Collected data:
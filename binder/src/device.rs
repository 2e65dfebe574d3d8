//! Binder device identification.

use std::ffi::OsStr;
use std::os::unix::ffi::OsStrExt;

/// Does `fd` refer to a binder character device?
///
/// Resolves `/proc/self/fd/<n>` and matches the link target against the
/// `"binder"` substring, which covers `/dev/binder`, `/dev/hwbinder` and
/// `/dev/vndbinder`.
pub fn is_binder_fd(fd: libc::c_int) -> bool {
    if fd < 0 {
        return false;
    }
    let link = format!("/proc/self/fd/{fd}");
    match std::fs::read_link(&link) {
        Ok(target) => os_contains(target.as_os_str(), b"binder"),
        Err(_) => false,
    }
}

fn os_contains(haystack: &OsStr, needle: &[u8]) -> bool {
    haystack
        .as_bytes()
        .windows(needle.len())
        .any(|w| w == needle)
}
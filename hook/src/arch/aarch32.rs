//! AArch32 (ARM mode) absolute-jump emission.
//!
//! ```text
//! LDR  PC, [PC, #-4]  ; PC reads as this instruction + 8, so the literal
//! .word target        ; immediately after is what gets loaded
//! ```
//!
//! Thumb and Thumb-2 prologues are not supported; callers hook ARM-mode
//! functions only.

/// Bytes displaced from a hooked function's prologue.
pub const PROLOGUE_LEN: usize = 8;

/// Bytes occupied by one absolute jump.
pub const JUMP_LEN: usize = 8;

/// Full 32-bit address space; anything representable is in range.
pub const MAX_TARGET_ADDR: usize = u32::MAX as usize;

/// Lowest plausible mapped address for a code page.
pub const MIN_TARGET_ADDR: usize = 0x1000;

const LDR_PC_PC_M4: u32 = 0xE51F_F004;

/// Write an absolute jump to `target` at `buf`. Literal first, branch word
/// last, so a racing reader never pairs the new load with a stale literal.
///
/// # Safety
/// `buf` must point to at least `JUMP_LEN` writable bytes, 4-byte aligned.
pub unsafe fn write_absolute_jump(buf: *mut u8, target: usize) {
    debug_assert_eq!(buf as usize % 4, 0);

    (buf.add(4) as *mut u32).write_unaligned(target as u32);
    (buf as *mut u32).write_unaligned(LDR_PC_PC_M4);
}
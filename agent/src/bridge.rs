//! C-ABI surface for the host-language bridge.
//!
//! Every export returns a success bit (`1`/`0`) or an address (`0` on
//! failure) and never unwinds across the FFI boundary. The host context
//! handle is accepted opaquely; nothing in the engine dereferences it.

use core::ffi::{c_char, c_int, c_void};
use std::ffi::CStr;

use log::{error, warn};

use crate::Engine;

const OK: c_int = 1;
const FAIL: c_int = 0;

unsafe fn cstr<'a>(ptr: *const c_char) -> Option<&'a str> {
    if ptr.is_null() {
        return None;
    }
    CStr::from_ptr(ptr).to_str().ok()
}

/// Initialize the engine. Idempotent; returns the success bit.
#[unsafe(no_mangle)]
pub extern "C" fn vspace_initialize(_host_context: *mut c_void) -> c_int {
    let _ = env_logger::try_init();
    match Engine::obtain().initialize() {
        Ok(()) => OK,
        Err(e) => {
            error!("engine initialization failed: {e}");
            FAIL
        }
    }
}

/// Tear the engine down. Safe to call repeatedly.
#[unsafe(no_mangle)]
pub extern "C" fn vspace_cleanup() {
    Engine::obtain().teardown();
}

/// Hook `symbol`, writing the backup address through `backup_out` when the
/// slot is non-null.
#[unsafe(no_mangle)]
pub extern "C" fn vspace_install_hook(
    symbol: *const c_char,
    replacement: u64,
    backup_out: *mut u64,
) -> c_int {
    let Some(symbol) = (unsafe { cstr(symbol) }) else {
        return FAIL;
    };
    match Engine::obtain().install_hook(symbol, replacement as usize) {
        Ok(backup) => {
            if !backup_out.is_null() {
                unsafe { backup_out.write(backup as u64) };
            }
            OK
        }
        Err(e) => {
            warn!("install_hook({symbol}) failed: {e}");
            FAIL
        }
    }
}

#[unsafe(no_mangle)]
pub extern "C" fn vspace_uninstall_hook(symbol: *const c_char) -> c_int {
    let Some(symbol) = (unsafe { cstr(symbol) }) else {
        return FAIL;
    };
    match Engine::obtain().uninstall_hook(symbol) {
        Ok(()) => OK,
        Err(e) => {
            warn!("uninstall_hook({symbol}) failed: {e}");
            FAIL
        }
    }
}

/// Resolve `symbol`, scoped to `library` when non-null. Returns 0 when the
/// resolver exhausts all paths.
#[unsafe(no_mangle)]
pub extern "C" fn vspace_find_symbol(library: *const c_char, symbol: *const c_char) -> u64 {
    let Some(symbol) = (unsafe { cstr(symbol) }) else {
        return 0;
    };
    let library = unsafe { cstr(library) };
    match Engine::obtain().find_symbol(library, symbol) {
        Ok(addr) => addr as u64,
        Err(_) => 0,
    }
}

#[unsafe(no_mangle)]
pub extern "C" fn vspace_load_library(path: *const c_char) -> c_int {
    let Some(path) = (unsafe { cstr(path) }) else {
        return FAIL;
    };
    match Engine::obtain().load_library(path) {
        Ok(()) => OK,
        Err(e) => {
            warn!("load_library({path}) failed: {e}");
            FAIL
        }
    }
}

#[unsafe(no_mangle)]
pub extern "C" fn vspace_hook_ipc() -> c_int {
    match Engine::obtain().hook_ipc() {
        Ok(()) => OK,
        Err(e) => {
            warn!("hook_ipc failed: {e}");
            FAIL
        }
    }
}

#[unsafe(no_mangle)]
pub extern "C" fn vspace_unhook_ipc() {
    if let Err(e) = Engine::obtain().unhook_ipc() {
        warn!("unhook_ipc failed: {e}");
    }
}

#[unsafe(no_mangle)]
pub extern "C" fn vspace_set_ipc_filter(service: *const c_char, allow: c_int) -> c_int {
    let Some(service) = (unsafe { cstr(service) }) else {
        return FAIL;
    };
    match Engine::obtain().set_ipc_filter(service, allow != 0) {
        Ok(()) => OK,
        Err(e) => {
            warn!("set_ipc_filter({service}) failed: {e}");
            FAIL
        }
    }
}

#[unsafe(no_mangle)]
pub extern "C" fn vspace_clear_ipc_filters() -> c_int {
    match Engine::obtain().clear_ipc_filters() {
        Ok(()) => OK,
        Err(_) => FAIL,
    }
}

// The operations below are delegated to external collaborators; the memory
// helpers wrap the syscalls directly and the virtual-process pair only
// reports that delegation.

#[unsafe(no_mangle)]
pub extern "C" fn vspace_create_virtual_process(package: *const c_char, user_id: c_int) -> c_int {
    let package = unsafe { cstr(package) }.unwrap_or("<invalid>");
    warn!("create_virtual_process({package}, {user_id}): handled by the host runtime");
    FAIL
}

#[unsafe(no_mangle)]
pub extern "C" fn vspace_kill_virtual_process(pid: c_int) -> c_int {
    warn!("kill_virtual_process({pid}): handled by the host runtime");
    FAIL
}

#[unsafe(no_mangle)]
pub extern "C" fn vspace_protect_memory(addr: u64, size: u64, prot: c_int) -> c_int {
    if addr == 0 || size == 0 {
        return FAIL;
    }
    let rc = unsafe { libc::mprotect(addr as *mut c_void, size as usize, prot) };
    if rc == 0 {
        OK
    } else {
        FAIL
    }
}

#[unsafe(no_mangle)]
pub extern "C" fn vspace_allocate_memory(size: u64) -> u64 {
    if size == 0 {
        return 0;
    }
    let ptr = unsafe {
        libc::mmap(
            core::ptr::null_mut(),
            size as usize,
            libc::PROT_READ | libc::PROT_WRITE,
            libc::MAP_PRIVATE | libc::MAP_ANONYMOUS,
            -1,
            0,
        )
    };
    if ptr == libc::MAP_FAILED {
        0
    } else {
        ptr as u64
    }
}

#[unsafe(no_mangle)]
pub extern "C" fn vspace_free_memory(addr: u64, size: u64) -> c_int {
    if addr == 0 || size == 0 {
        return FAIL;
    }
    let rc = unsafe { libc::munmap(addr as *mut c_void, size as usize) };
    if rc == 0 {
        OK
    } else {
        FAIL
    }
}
==
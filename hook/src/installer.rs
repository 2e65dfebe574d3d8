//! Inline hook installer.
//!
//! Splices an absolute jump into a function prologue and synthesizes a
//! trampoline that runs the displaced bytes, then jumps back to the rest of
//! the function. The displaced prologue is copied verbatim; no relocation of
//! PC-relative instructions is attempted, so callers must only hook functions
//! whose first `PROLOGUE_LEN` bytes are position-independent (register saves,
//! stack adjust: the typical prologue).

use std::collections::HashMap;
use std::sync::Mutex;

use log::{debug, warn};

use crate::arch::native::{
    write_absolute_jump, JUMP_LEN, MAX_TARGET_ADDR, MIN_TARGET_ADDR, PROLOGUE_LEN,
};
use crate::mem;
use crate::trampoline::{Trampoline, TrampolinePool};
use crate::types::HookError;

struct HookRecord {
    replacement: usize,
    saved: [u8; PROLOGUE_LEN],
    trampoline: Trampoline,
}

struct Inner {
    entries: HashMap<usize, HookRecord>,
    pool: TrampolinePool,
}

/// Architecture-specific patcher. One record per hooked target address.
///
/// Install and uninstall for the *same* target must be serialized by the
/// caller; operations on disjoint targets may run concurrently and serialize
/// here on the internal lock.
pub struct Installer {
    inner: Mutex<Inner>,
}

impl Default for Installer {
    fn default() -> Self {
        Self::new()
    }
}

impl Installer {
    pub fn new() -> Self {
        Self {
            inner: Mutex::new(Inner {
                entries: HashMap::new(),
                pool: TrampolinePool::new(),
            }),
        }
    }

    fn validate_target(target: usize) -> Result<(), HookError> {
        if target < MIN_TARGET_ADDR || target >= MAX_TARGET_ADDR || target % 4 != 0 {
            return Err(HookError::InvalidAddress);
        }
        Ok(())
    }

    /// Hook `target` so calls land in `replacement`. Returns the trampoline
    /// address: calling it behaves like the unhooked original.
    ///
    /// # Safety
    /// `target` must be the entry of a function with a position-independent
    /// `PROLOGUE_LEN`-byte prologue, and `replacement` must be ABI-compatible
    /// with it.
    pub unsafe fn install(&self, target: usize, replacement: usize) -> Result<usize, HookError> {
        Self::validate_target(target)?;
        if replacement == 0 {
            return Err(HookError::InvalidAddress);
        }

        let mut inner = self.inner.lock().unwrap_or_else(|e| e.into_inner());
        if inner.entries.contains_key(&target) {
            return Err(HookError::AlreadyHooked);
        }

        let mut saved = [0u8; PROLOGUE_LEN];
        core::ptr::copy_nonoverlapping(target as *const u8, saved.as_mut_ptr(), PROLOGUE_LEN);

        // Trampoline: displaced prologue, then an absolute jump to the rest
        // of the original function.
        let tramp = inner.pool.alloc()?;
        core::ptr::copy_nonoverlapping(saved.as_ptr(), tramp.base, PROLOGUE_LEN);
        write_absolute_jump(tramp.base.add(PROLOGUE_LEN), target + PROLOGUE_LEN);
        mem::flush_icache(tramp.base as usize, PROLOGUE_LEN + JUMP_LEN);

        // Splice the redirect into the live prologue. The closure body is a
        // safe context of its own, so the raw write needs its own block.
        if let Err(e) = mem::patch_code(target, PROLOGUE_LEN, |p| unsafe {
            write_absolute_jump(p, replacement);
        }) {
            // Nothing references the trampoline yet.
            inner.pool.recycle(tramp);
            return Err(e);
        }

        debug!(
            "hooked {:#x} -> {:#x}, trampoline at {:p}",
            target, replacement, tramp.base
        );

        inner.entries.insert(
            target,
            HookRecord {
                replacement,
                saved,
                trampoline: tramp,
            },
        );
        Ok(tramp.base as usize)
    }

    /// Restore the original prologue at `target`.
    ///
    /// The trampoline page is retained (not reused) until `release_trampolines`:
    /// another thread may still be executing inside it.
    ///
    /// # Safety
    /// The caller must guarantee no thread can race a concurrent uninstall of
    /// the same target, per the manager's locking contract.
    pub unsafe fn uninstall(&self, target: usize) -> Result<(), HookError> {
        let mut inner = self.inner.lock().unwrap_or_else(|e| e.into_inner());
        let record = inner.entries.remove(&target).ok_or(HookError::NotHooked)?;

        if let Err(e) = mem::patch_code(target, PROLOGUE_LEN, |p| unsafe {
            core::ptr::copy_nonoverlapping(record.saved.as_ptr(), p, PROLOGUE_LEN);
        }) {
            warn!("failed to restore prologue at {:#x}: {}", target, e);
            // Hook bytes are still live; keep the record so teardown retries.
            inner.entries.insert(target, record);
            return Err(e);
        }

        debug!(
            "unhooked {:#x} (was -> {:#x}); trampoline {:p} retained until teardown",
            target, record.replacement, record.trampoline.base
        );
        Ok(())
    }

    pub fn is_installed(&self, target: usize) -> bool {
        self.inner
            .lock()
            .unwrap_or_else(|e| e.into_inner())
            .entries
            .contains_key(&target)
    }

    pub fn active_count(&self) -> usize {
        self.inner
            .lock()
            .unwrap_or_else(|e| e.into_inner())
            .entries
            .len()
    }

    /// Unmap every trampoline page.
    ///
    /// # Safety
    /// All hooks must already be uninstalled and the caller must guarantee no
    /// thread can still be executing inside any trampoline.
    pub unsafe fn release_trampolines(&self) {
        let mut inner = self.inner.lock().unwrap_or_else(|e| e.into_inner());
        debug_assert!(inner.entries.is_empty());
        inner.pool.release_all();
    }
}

GOAL OF THE EXERCISE:
Report the number of lines above holding "filename", and only that.

PROBLEM SOLUTION:
4